(Beginning of Provided information)

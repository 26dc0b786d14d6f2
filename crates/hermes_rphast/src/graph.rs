use crate::{
    distance::{Distance, Meters},
    types::{EdgeId, NodeId},
};

pub trait GraphEdge {
    fn start_node(&self) -> NodeId;
    fn end_node(&self) -> NodeId;
    fn distance(&self) -> Distance<Meters>;
}

pub trait Graph {
    type Edge: GraphEdge;

    fn node_count(&self) -> usize;
    fn edge_count(&self) -> usize;
    fn edge(&self, edge_id: EdgeId) -> &Self::Edge;
}

pub trait NodeRank {
    /// Contraction order of the node, `UNRANKED` if the node was never contracted
    fn node_rank(&self, node_id: NodeId) -> usize;
}

/// Upward/downward split of a contraction hierarchy.
pub trait HierarchyEdgeAccess {
    /// Edges `node -> v` where `v` outranks `node`
    fn upward_edges(&self, node_id: NodeId) -> &[EdgeId];

    /// Edges `u -> node` where `u` outranks `node`
    fn downward_edges_into(&self, node_id: NodeId) -> &[EdgeId];
}

/// A prepared hierarchy that can be searched concurrently.
pub trait HierarchyGraph: Graph + NodeRank + HierarchyEdgeAccess + Sync {}

impl<G> HierarchyGraph for G where G: Graph + NodeRank + HierarchyEdgeAccess + Sync {}
//! Job tracking and execution
//!
//! - [`JobStore`]: the shared table of job records
//! - [`ProgressReporter`]: turns engine progress into record updates
//! - [`JobRunner`]: accepts requests and drives each job to a terminal state

mod reporter;
mod runner;
mod store;

pub use reporter::{ProgressReporter, parse_percent};
pub use runner::{FALLBACK_TITLE, JobRunner, artifact_file_name};
pub use store::JobStore;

(End of Provided information)

■ Activity
Which lines hold the word "self"? Copy each of them from the records.

■ Output of the exercise
    fn start_node(&self) -> NodeId;
    fn end_node(&self) -> NodeId;
    fn distance(&self) -> Distance<Meters>;
    fn node_count(&self) -> usize;
    fn edge_count(&self) -> usize;
    fn edge(&self, edge_id: EdgeId) -> &Self::Edge;
    fn node_rank(&self, node_id: NodeId) -> usize;
    fn upward_edges(&self, node_id: NodeId) -> &[EdgeId];
    fn downward_edges_into(&self, node_id: NodeId) -> &[EdgeId];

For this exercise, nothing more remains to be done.